Despite discussions of a contract extension reportedly taking place as late as last week, Frans Nielsen is now able to talk to other teams after thus far declining to accept the New York Islanders' offer of a reported $5.5 million average annual value (AAV).
That figure comes from the Post and Larry Brooks, citing being "told" that as well as that the team expects discussions to continue but that the team is "not especially sanguine" about the chances of reaching a deal. That report also says Nielsen will command $6 million on the open market. Unrestricted free agents can talk to other teams this week -- though technically they cannot discuss concrete offers -- before the signing period opens July 1.
The Post story is filled with all kinds of sky-falling claims about the franchise -- "straddling" Brooklyn and Long Island is difficult, an obligatory "but won't Tavares flee?", the ice in the playoffs was so "dangerous" that an agent supposedly wouldn't recommend his player sign there, etc.
The key phrase within might be the ironic "Sometimes these pronouncements can be hyperbolic," which, um, can be applied to a lot of columns from that corner of the tabloid world..
But back to the Nielsen situation: The range of $5-6 million or more per year has been thrown around by media the last few weeks when discussing free agents like him, David Backes and Andrew Ladd -- players who have had very good careers but who are also at the age where a long-term deal at that salary in this flat cap world is risky, to say the least.
UPDATE: Newsday's latest
Here's key context published Monday by Arthur Staple of Newsday, which usually has a better read on Islanders activity:
Sources had indicated in the past week that the two sides had moved closer on a deal, one that was likely to be six or seven years in length to keep the average annual value below that $5.5 million number and keep Nielsen in an Islander uniform for the rest of his NHL career.
Things change daily, even hourly, when it comes to the free-agent frenzy, so one side or the other could have altered their stance. But last I heard, $5.5 million per was not the right number and the sides were closer on a deal.

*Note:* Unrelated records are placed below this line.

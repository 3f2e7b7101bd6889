//! User interface components for terminal interaction.
//!
//! # Modules
//!
//! - [`display`]: styled per-file messages and the end-of-run report
//! - [`prompt`]: interactive password dialogs

pub mod display;
pub mod prompt;
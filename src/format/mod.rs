//! Container format dispatch.
//!
//! Encryption always writes the newest format version; decryption reads
//! the version field first, checks it against the [`VersionRegistry`],
//! and only then hands the source to the matching codec. Unknown
//! versions are rejected before any key derivation work happens.

use std::io::{Read, Seek, SeekFrom, Write};
use std::path::Path;
use std::sync::LazyLock;

pub mod v1;

use crate::codec::{U16_LEN, get_u16};
use crate::error::FormatError;
use crate::registry::VersionRegistry;

/// The compiled-in format versions, built once and never mutated.
static REGISTRY: LazyLock<VersionRegistry> = LazyLock::new(|| VersionRegistry::new(&[v1::VERSION]));

/// The registry of format versions this build supports.
#[must_use]
pub fn registry() -> &'static VersionRegistry {
    &REGISTRY
}

/// Opens an encrypting writer over `sink`, using the newest format
/// version.
///
/// [`v1::EncryptWriter::finish`] must be called when done writing, and
/// before the underlying sink is closed, otherwise the signature over
/// the encrypted data is never written.
///
/// # Errors
///
/// See [`v1::EncryptWriter::new`].
pub fn encrypt_stream<W: Write>(password: &[u8], cost: v1::CostParams, sink: W) -> Result<v1::EncryptWriter<W>, FormatError> {
    // Swapping in newer versions here keeps users on the latest format
    // without touching callers.
    v1::EncryptWriter::new(password, cost, sink)
}

/// Opens a verifying, decrypting reader over `source`.
///
/// If the password is wrong or the container was tampered with this
/// fails with [`FormatError::SignatureMismatch`]; the two causes are
/// indistinguishable by design.
///
/// # Errors
///
/// [`FormatError::UnsupportedVersion`] if the declared version is not in
/// the registry, otherwise see [`v1::DecryptReader::new`].
pub fn decrypt_stream<R: Read + Seek>(password: &[u8], mut source: R) -> Result<v1::DecryptReader<R>, FormatError> {
    let version = read_version(&mut source)?;
    if !REGISTRY.is_supported(version) {
        return Err(FormatError::UnsupportedVersion { got: version, supported: REGISTRY.describe().to_owned() });
    }

    source.seek(SeekFrom::Start(0))?;

    // Only one version to dispatch to so far.
    v1::DecryptReader::new(password, source)
}

/// Encrypts the file at `input` into a new container at `output`.
///
/// # Errors
///
/// See [`v1::encrypt_file`].
pub fn encrypt_file(password: &[u8], cost: v1::CostParams, input: &Path, output: &Path) -> Result<(), FormatError> {
    v1::encrypt_file(password, cost, input, output)
}

/// Decrypts the container at `input` into a new plaintext file at
/// `output`.
///
/// # Errors
///
/// See [`v1::decrypt_file`].
pub fn decrypt_file(password: &[u8], input: &Path, output: &Path) -> Result<(), FormatError> {
    v1::decrypt_file(password, input, output)
}

/// Decodes the plaintext header at the front of `bytes` for inspection.
///
/// No keys are derived and nothing is verified; this is the diagnostics
/// view of a container's metadata.
///
/// # Errors
///
/// [`FormatError::TooSmall`] if `bytes` cannot hold a header,
/// [`FormatError::UnsupportedVersion`] if the version field is unknown.
pub fn extract_header(bytes: &[u8]) -> Result<v1::CryptoHeader, FormatError> {
    if bytes.len() < U16_LEN {
        return Err(FormatError::TooSmall);
    }

    let version = get_u16(bytes);
    if !REGISTRY.is_supported(version) {
        return Err(FormatError::UnsupportedVersion { got: version, supported: REGISTRY.describe().to_owned() });
    }

    if bytes.len() < v1::HEADER_LEN {
        return Err(FormatError::TooSmall);
    }

    Ok(v1::CryptoHeader::decode(bytes))
}

/// Reads the raw trailing signature of the container in `source`,
/// without verifying it. Diagnostics only.
///
/// # Errors
///
/// [`FormatError::TooSmall`], [`FormatError::UnsupportedVersion`], or
/// I/O errors verbatim.
pub fn read_trailing_signature<R: Read + Seek>(source: &mut R) -> Result<[u8; v1::SIGNATURE_LEN], FormatError> {
    let version = read_version(source)?;
    if !REGISTRY.is_supported(version) {
        return Err(FormatError::UnsupportedVersion { got: version, supported: REGISTRY.describe().to_owned() });
    }

    v1::read_signature(source)
}

/// Reads the leading version field of `source`.
fn read_version<R: Read + Seek>(source: &mut R) -> Result<u16, FormatError> {
    let total = source.seek(SeekFrom::End(0))?;
    if total < U16_LEN as u64 {
        return Err(FormatError::TooSmall);
    }

    source.seek(SeekFrom::Start(0))?;
    let mut bytes = [0u8; U16_LEN];
    source.read_exact(&mut bytes)?;

    Ok(get_u16(&bytes))
}

#[cfg(test)]
mod tests {
    use std::io::Cursor;

    use super::*;

    const TEST_COST: v1::CostParams = v1::CostParams { time: 1, memory: 8 * 1024, threads: 1 };

    #[test]
    fn test_registry_has_v1() {
        assert!(registry().is_supported(v1::VERSION));
        assert_eq!(registry().describe(), "1");
    }

    #[test]
    fn test_version_gate_precedes_key_derivation() {
        // A version-2 header carrying cost parameters no KDF could ever
        // run: if derivation were attempted this would not come back as
        // UnsupportedVersion (or return at all in reasonable time).
        let absurd = v1::CostParams { time: u32::MAX, memory: u32::MAX, threads: u8::MAX };
        let mut bytes = v1::CryptoHeader::generate(absurd).encode().to_vec();
        bytes[0] = 0;
        bytes[1] = 2;
        bytes.extend_from_slice(&[0u8; v1::SIGNATURE_LEN]);

        match decrypt_stream(b"testpassword", Cursor::new(bytes)) {
            Err(FormatError::UnsupportedVersion { got: 2, supported }) => assert_eq!(supported, "1"),
            other => panic!("expected UnsupportedVersion, got {:?}", other.err()),
        }
    }

    #[test]
    fn test_decrypt_stream_empty_input() {
        match decrypt_stream(b"testpassword", Cursor::new(Vec::new())) {
            Err(FormatError::TooSmall) => {}
            other => panic!("expected TooSmall, got {:?}", other.err()),
        }
    }

    #[test]
    fn test_stream_roundtrip_through_dispatcher() {
        use std::io::{Read as _, Write as _};

        let mut writer = encrypt_stream(b"testpassword", TEST_COST, Vec::new()).unwrap();
        writer.write_all(b"dispatcher roundtrip").unwrap();
        let container = writer.finish().unwrap();

        let mut reader = decrypt_stream(b"testpassword", Cursor::new(container)).unwrap();
        let mut plain = Vec::new();
        reader.read_to_end(&mut plain).unwrap();
        assert_eq!(plain, b"dispatcher roundtrip");
    }

    #[test]
    fn test_extract_header() {
        let writer = encrypt_stream(b"testpassword", TEST_COST, Vec::new()).unwrap();
        let container = writer.finish().unwrap();

        let header = extract_header(&container).unwrap();
        assert_eq!(header.format_version(), v1::VERSION);
        assert_eq!(header.cost(), TEST_COST);
    }

    #[test]
    fn test_extract_header_unknown_version() {
        let mut bytes = [0u8; v1::HEADER_LEN];
        bytes[1] = 9;
        assert!(matches!(extract_header(&bytes), Err(FormatError::UnsupportedVersion { got: 9, .. })));
    }

    #[test]
    fn test_extract_header_too_small() {
        assert!(matches!(extract_header(&[]), Err(FormatError::TooSmall)));
        let mut bytes = [0u8; v1::HEADER_LEN - 1];
        bytes[1] = 1;
        assert!(matches!(extract_header(&bytes), Err(FormatError::TooSmall)));
    }

    #[test]
    fn test_read_trailing_signature() {
        let mut writer = encrypt_stream(b"testpassword", TEST_COST, Vec::new()).unwrap();
        std::io::Write::write_all(&mut writer, b"payload").unwrap();
        let container = writer.finish().unwrap();

        let signature = read_trailing_signature(&mut Cursor::new(&container)).unwrap();
        assert_eq!(signature.as_slice(), &container[container.len() - v1::SIGNATURE_LEN..]);
    }
}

The rule of thumb in unrestricted free agency is to recognize that many of these prices are prone to regret, and yet the dynamics of the market mean there is usually at least two teams willing to pay them.
Unlike Ladd and Backes' current (and soon to be ex-) teams, however, the danger of that price for Nielsen matched by the risk of his team not finding an adequate replacement for next season. Ironically, Nielsen is the least talked-about or heralded of this free agent tier yet could easily be the most sorely missed.
The words of Blues GM Doug Armstrong (in reference to Backes) resonate here:"We'd like to have David back and hopefully as we push in we can get it done, but it has to work for both sides not just one." Armstrong said.
"We're willing to invest a little bit of ‘thank you' money, but it has to make sense. He's earned the right...but only to a level."
Nielsen's entire post-ELC career has been taken up by two long-term team-friendly deals. This time, a serious payday and "thank you money" is assured, be it from the Isles or another club.
As always during this silly time of year: to be continued.